How the hell can this deck beats aggro decks without maindeck ensnaring bridge?
Removal and discard spells? This deck evidently can't control the game forever against aggro. So, here is more or less what you do:
- put a high priority on game 1 hands that have at least one rack effect. That way you know you will be able to effectively race an aggro deck.
- discard their threats like creatures and let them have their reactive spells that do nothing, such as path to exile, or their one-shot effects, like a lightning bolt.
- DO NOT cast smallpox until they have a creature out. If you cast smallpox with a creature on your opponent's board you're trading 3-for-3 when all is said and done (1 of your lands, 1 card in hand and smallpox itself vs creature, card and land from your opponent). There are of course exceptions for this, but it is a good guideline.
- If you have a choice between discarding a 2 or lower cost creature and a 3, probably pick the 3, because the 2 dies to our pushes.
- ALWAYS discard the cards that are 2-for-1 against you. Examples: kitchen finks, eternal witness, elvish visionary, voice of ressurgence, snapcaster mage, etc. This deck is a resource denial deck. If you let your opponent 2-for-1 you everytime you're going to lose.

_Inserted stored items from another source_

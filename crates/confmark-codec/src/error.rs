//! Error taxonomy for the codec.
//!
//! Document-level structural failures ([`ParseError`], [`ConversionError`])
//! abort the conversion and report precisely. Per-block degradations are
//! absorbed locally as [`ConversionWarning`]s and always yield a complete,
//! renderable document.

use std::fmt;

use confmark_diagrams::DiagramKind;

/// Malformed storage XML. Aborts the whole conversion; no partial output.
#[derive(Debug, thiserror::Error)]
#[error("storage parse error at byte {position}: {message}")]
pub struct ParseError {
    /// Byte offset into the (wrapped) storage document.
    pub position: u64,
    pub message: String,
}

/// A placeholder token could not be found during restoration.
///
/// Surfaced to the caller, never silently swallowed. The caller decides
/// whether to abort or leave the token visible.
#[derive(Debug, thiserror::Error)]
#[error("placeholder token `{token}` not found during restoration")]
pub struct RestorationError {
    pub token: String,
}

/// Write-side failure; aborts only the current conversion call.
#[derive(Debug, thiserror::Error)]
pub enum ConversionError {
    /// A block construct has no registered storage writer.
    #[error("no storage writer registered for `{0}`")]
    UnsupportedBlock(&'static str),

    /// A protected span disappeared between extraction and restoration.
    #[error(transparent)]
    Restoration(#[from] RestorationError),
}

/// Non-fatal degradation recorded during a conversion.
#[derive(Debug, Clone, PartialEq, Eq)]
pub enum ConversionWarning {
    /// Macro name with no registered conversion; degraded to a visible
    /// marker block.
    UnsupportedMacro { name: String },
    /// A macro was missing its required body; degraded to an empty,
    /// annotated block.
    MissingMacroBody { name: String },
    /// Diagram codec failure; the diagram was left as an untouched code
    /// block.
    DiagramEncoding { kind: DiagramKind, message: String },
    /// A diagram macro carried only a rendered representation with no
    /// embedded source.
    DiagramSourceUnavailable { name: String },
    /// A placeholder token was left visible in the output.
    UnrestoredPlaceholder { token: String },
}

impl fmt::Display for ConversionWarning {
    fn fmt(&self, f: &mut fmt::Formatter<'_>) -> fmt::Result {
        match self {
            Self::UnsupportedMacro { name } => {
                write!(f, "unsupported macro `{name}` degraded to a marker block")
            }
            Self::MissingMacroBody { name } => {
                write!(f, "macro `{name}` is missing its body")
            }
            Self::DiagramEncoding { kind, message } => {
                write!(f, "{kind} diagram left as a code block: {message}")
            }
            Self::DiagramSourceUnavailable { name } => {
                write!(f, "diagram `{name}` has no embedded source")
            }
            Self::UnrestoredPlaceholder { token } => {
                write!(f, "placeholder token `{token}` left visible in output")
            }
        }
    }
}
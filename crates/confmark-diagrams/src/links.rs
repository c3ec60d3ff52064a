//! Service URLs built from transport tokens.
//!
//! Given the same token, the rendering service returns a stable image and the
//! editors accept a deep link for manual editing. Tokens come from
//! [`codec::encode`](crate::codec::encode); the image URL for a diagram
//! therefore decodes back to the original source.

/// Mermaid rendering-service URL for a PNG of the encoded diagram.
#[must_use]
pub fn mermaid_image_url(token: &str) -> String {
    format!("https://mermaid.ink/img/pako:{token}?type=png")
}

/// Mermaid live editor deep link for the encoded diagram.
#[must_use]
pub fn mermaid_editor_url(token: &str) -> String {
    format!("https://mermaid.live/edit#pako:{token}")
}

/// diagrams.net editor deep link for the encoded diagram.
#[must_use]
pub fn drawio_editor_url(token: &str) -> String {
    format!("https://app.diagrams.net/#R{token}")
}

Overall, these are the guidelines. You can greatly improve your matchup against aggro depending on how you tailor your sideboard. I honestly don't think you need to change much, hence why I mostly just have the fourth push for 'rush aggro'. Against big creature decks like Shadow and Eldrazi you can bring the bridges. Against token decks and lingering souls deck you bring the ratchet bombs, because if you don't kill the token they make your sacrifice effects look like crap.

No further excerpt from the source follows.